Criou-se um clima de não crença na Constituição e isso foi corroborado por
práticas administrativas", afirma Ana Flávia Velloso, professora de Direito
Internacional no Centro Universitário de Brasília (Uniceub-DF).
Ela conclui:
"A decisão do STF sobre o caso Claudia Hoerig indica o que a Constituição
dizia e ninguém acreditava. Se a prática administrativa vai mudar em razão
disso, só o tempo vai dizer", diz a especialista.
O resultado não
foi unânime. O Ministro Marco Aurélio Mello protestou contra o entendimento dos
colegas:
"Uma
primeira vez tem que ser a primeira vez, até pela própria nomenclatura. Vejo
que este colegiado (...) está para inaugurar a entrega de uma brasileira nata,
ante extradição, a um governo irmão."
Foi voto
vencido.
Apelações
Claudia tentou
reaver a nacionalidade brasileira. Em entrevista ao portal de notícias G1, um
dos advogados da contadora, Antônio Andrade Lopes, afirmou que, nos dez anos em
que morou no Brasil, ela viveu na região serrana do Rio e voltou a se casar,
desta vez com um brasileiro.
Apenas dois
dias antes de embarcar no avião da Interpol, Claudia teve negado um mandado de
segurança no Superior Tribunal de Justiça (STJ) em que pedia novamente para
voltar a ser oficialmente brasileira.

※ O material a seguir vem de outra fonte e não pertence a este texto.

use std::sync::atomic::{AtomicUsize, Ordering};

use mentionhub_core::{Location, Sentiment};

use super::*;
use crate::profiles::profile_for;
use crate::transport::RawAuthor;

/// Transport returning canned items and counting calls.
struct FakeTransport {
    mentions: Vec<RawMention>,
    calls: AtomicUsize,
}

impl FakeTransport {
    fn new(mentions: Vec<RawMention>) -> Arc<Self> {
        Arc::new(Self {
            mentions,
            calls: AtomicUsize::new(0),
        })
    }

    fn calls(&self) -> usize {
        self.calls.load(Ordering::SeqCst)
    }
}

#[async_trait]
impl MentionTransport for FakeTransport {
    async fn fetch_mentions(
        &self,
        _platform: Platform,
        _credential: &SourceCredential,
        _limit: usize,
    ) -> Result<Vec<RawMention>, SourceError> {
        self.calls.fetch_add(1, Ordering::SeqCst);
        Ok(self.mentions.clone())
    }

    async fn fetch_profile(
        &self,
        _platform: Platform,
        _credential: &SourceCredential,
    ) -> Result<RawProfile, SourceError> {
        self.calls.fetch_add(1, Ordering::SeqCst);
        Ok(RawProfile {
            id: "42".to_string(),
            display_name: None,
            handle: Some("acme".to_string()),
            profile_url: None,
            avatar_url: None,
            followers: Some(1_200),
            following: Some(30),
            post_count: None,
        })
    }
}

fn raw(id: &str, content: &str, created_at: &str) -> RawMention {
    RawMention {
        id: id.to_string(),
        author: RawAuthor {
            id: "u1".to_string(),
            display_name: Some("Ana Ruiz".to_string()),
            handle: Some("anaruiz".to_string()),
            profile_url: None,
            avatar_url: None,
        },
        content: content.to_string(),
        created_at: created_at.to_string(),
        permalink: None,
        likes: None,
        comments: None,
        shares: None,
        media: Vec::new(),
        location: None,
    }
}

fn live_credential(platform: Platform) -> SourceCredential {
    SourceCredential::new(platform, "token", Some(Utc::now().timestamp() + 3_600))
}

fn adapter(platform: Platform, transport: Arc<FakeTransport>) -> PlatformAdapter {
    PlatformAdapter::new(profile_for(platform), transport)
}

#[tokio::test]
async fn expired_credential_short_circuits_without_call() {
    let transport = FakeTransport::new(vec![raw("1", "hello", "2024-01-01T00:00:00Z")]);
    let adapter = adapter(Platform::Twitter, Arc::clone(&transport));
    let credential = SourceCredential::new(Platform::Twitter, "token", Some(1));

    let err = adapter.fetch_mentions(&credential, 10).await.unwrap_err();
    assert_eq!(
        err,
        SourceError::ExpiredCredential {
            platform: Platform::Twitter
        }
    );
    assert_eq!(transport.calls(), 0);
}

#[tokio::test]
async fn credential_without_expiry_is_rejected() {
    let transport = FakeTransport::new(Vec::new());
    let adapter = adapter(Platform::Facebook, Arc::clone(&transport));
    let credential = SourceCredential::new(Platform::Facebook, "token", None);

    let err = adapter.fetch_profile(&credential).await.unwrap_err();
    assert_eq!(err.kind(), crate::SourceErrorKind::ExpiredCredential);
    assert_eq!(transport.calls(), 0);
}

#[tokio::test]
async fn credential_for_other_platform_is_rejected() {
    let transport = FakeTransport::new(Vec::new());
    let adapter = adapter(Platform::Facebook, Arc::clone(&transport));

    let err = adapter
        .fetch_mentions(&live_credential(Platform::Twitter), 5)
        .await
        .unwrap_err();
    assert_eq!(err.platform(), Platform::Facebook);
    assert_eq!(transport.calls(), 0);
}

#[tokio::test]
async fn zero_max_count_returns_empty_without_call() {
    let transport = FakeTransport::new(vec![raw("1", "hello", "2024-01-01T00:00:00Z")]);
    let adapter = adapter(Platform::Twitter, Arc::clone(&transport));

    let mentions = adapter
        .fetch_mentions(&live_credential(Platform::Twitter), 0)
        .await
        .unwrap();
    assert!(mentions.is_empty());
    assert_eq!(transport.calls(), 0);
}

#[tokio::test]
async fn truncates_to_max_count_and_classifies() {
    let transport = FakeTransport::new(vec![
        raw("1", "I love this", "2024-01-01T00:00:00Z"),
        raw("2", "This is terrible", "2024-01-02T00:00:00Z"),
        raw("3", "Just a post", "2024-01-03T00:00:00Z"),
    ]);
    let adapter = adapter(Platform::Twitter, transport);

    let mentions = adapter
        .fetch_mentions(&live_credential(Platform::Twitter), 2)
        .await
        .unwrap();
    assert_eq!(mentions.len(), 2);
    assert_eq!(mentions[0].sentiment, Sentiment::Positive);
    assert_eq!(mentions[1].sentiment, Sentiment::Negative);
    assert!(mentions.iter().all(|m| m.platform == Platform::Twitter));
}

#[tokio::test]
async fn fills_permalink_and_profile_url_from_templates() {
    let transport = FakeTransport::new(vec![raw("99", "hello", "2024-01-01T12:30:00+02:00")]);
    let adapter = adapter(Platform::Twitter, transport);

    let mention = adapter
        .fetch_mentions(&live_credential(Platform::Twitter), 5)
        .await
        .unwrap()
        .remove(0);
    assert_eq!(
        mention.permalink.as_deref(),
        Some("https://twitter.com/anaruiz/status/99")
    );
    assert_eq!(
        mention.author.profile_url.as_deref(),
        Some("https://twitter.com/anaruiz")
    );
    assert_eq!(mention.occurred_at.to_rfc3339(), "2024-01-01T10:30:00+00:00");
    assert!(mention.engagement.is_none());
}

#[tokio::test]
async fn unparseable_timestamp_is_upstream_failure() {
    let transport = FakeTransport::new(vec![
        raw("1", "fine", "2024-01-01T00:00:00Z"),
        raw("2", "broken clock", "yesterday"),
    ]);
    let adapter = adapter(Platform::Instagram, transport);

    let err = adapter
        .fetch_mentions(&live_credential(Platform::Instagram), 10)
        .await
        .unwrap_err();
    match err {
        SourceError::UpstreamFailure { platform, message } => {
            assert_eq!(platform, Platform::Instagram);
            assert!(message.contains("unparseable created_at"), "{message}");
        }
        other => panic!("expected UpstreamFailure, got {other:?}"),
    }
}

#[tokio::test]
async fn blank_id_is_upstream_failure() {
    let transport = FakeTransport::new(vec![raw("  ", "no id", "2024-01-01T00:00:00Z")]);
    let adapter = adapter(Platform::Linkedin, transport);

    let err = adapter
        .fetch_mentions(&live_credential(Platform::Linkedin), 10)
        .await
        .unwrap_err();
    assert_eq!(err.kind(), crate::SourceErrorKind::UpstreamFailure);
}

#[tokio::test]
async fn engagement_media_and_location_are_normalized() {
    let mut item = raw("7", "look", "2024-03-01T00:00:00Z");
    item.likes = Some(10);
    item.shares = Some(2);
    item.media = vec![
        RawMedia {
            kind: "photo".to_string(),
            url: "https://img.example/a.jpg".to_string(),
        },
        RawMedia {
            kind: "gif".to_string(),
            url: "https://img.example/b.gif".to_string(),
        },
        RawMedia {
            kind: "Video".to_string(),
            url: "https://img.example/c.mp4".to_string(),
        },
    ];
    item.location = Some(Location {
        country: Some("Colombia".to_string()),
        city: Some("Bogotá".to_string()),
        coordinates: None,
    });
    let adapter = adapter(Platform::Facebook, FakeTransport::new(vec![item]));

    let mention = adapter
        .fetch_mentions(&live_credential(Platform::Facebook), 1)
        .await
        .unwrap()
        .remove(0);
    assert_eq!(
        mention.engagement,
        Some(Engagement {
            likes: 10,
            comments: 0,
            shares: Some(2)
        })
    );
    let kinds: Vec<MediaKind> = mention.media.iter().map(|m| m.kind).collect();
    assert_eq!(kinds, vec![MediaKind::Image, MediaKind::Video]);
    assert_eq!(
        mention.location.and_then(|l| l.label()).as_deref(),
        Some("Bogotá, Colombia")
    );
}

#[tokio::test]
async fn injected_classifier_is_used() {
    struct AlwaysNegative;
    impl SentimentClassifier for AlwaysNegative {
        fn classify(&self, _text: &str) -> Sentiment {
            Sentiment::Negative
        }
    }

    let transport = FakeTransport::new(vec![raw("1", "I love this", "2024-01-01T00:00:00Z")]);
    let adapter = adapter(Platform::Twitter, transport).with_classifier(Arc::new(AlwaysNegative));

    let mentions = adapter
        .fetch_mentions(&live_credential(Platform::Twitter), 1)
        .await
        .unwrap();
    assert_eq!(mentions[0].sentiment, Sentiment::Negative);
}

#[tokio::test]
async fn profile_falls_back_to_handle() {
    let adapter = adapter(Platform::Instagram, FakeTransport::new(Vec::new()));

    let profile = adapter
        .fetch_profile(&live_credential(Platform::Instagram))
        .await
        .unwrap();
    assert_eq!(profile.platform, Platform::Instagram);
    assert_eq!(profile.id, "42");
    assert_eq!(profile.display_name, "acme");
    assert_eq!(
        profile.profile_url.as_deref(),
        Some("https://www.instagram.com/acme/")
    );
    assert_eq!(profile.followers, Some(1_200));
}

#[test]
fn generate_synthetic_uses_profile_platform() {
    let adapter = adapter(Platform::Linkedin, FakeTransport::new(Vec::new()));
    let mentions = adapter.generate_synthetic(6);
    assert_eq!(mentions.len(), 6);
    assert!(mentions.iter().all(|m| m.platform == Platform::Linkedin));
}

A manobra impediria a extradição.
A BBC Brasil
enviou mensagens aos advogados de Claudia, mas não obteve respostas.
Penas
O Estado de
Ohio possui previsão de pena capital e prisão perpétua, mas nenhuma das duas
penas poderá ser aplicada à Cláudia caso ela seja condenada em um julgamento,
cuja data ainda não está definida.
Em sua decisão,
o Supremo concordou com a extradição de Claudia desde que lhe fosse aplicada,
na pior das hipóteses, a pena máxima de 30 anos de prisão.
Consultado, o
Ministério da Justiça afirmou em nota à BBC Brasil que "a efetivação da
extradição só ocorreu após os EUA terem formalmente apresentado ao Brasil o
compromisso de a extraditada não ser condenada à pena de morte ou de prisão
perpétua".
De acordo com o
órgão, "havendo uma condenação à pena superior ou que não seja aplicada
pelo Estado brasileiro, o governo norte-americano compromete-se a substitui-la
pela pena máxima aplicada no Brasil, que é a de 30 anos de prisão".
O Brasil não
deve prestar assistência jurídica à Cláudia ou à sua família brasileira - que
não foi localizada pela BBC Brasil. O país já não tem mais competência sobre o
assunto.
Mas, mesmo
admitindo que Cláudia não é mais brasileira e que os Estados Unidos são os
legítimos julgadores do caso, o Brasil ainda pode fazer exigências sobre o tipo
de pena que pode ser aplicada à ela, segundo Florisbal de Souza Del'Olmo,
professor de direito da Universidade Regional Integrada do Alto Uruguai e das
Missões (URI):
"Pelo
simples fato do réu estar aqui no Brasil, e sendo o país aquele que vai
extraditar, ele pode impor suas condições. Para os parâmetros internacionais, o
não cumprimento destas condições pelo país de destino seria uma grave
infração."
Consultado, o
Ministério da Justiça afirmou em nota que "irá acompanhar o desenrolar do
processo, a fim de verificar se os compromissos assumidos pelos Estados Unidos
estão sendo cumpridos".
Claudia está
agora em uma cela em uma prisão do condado de Trumbull.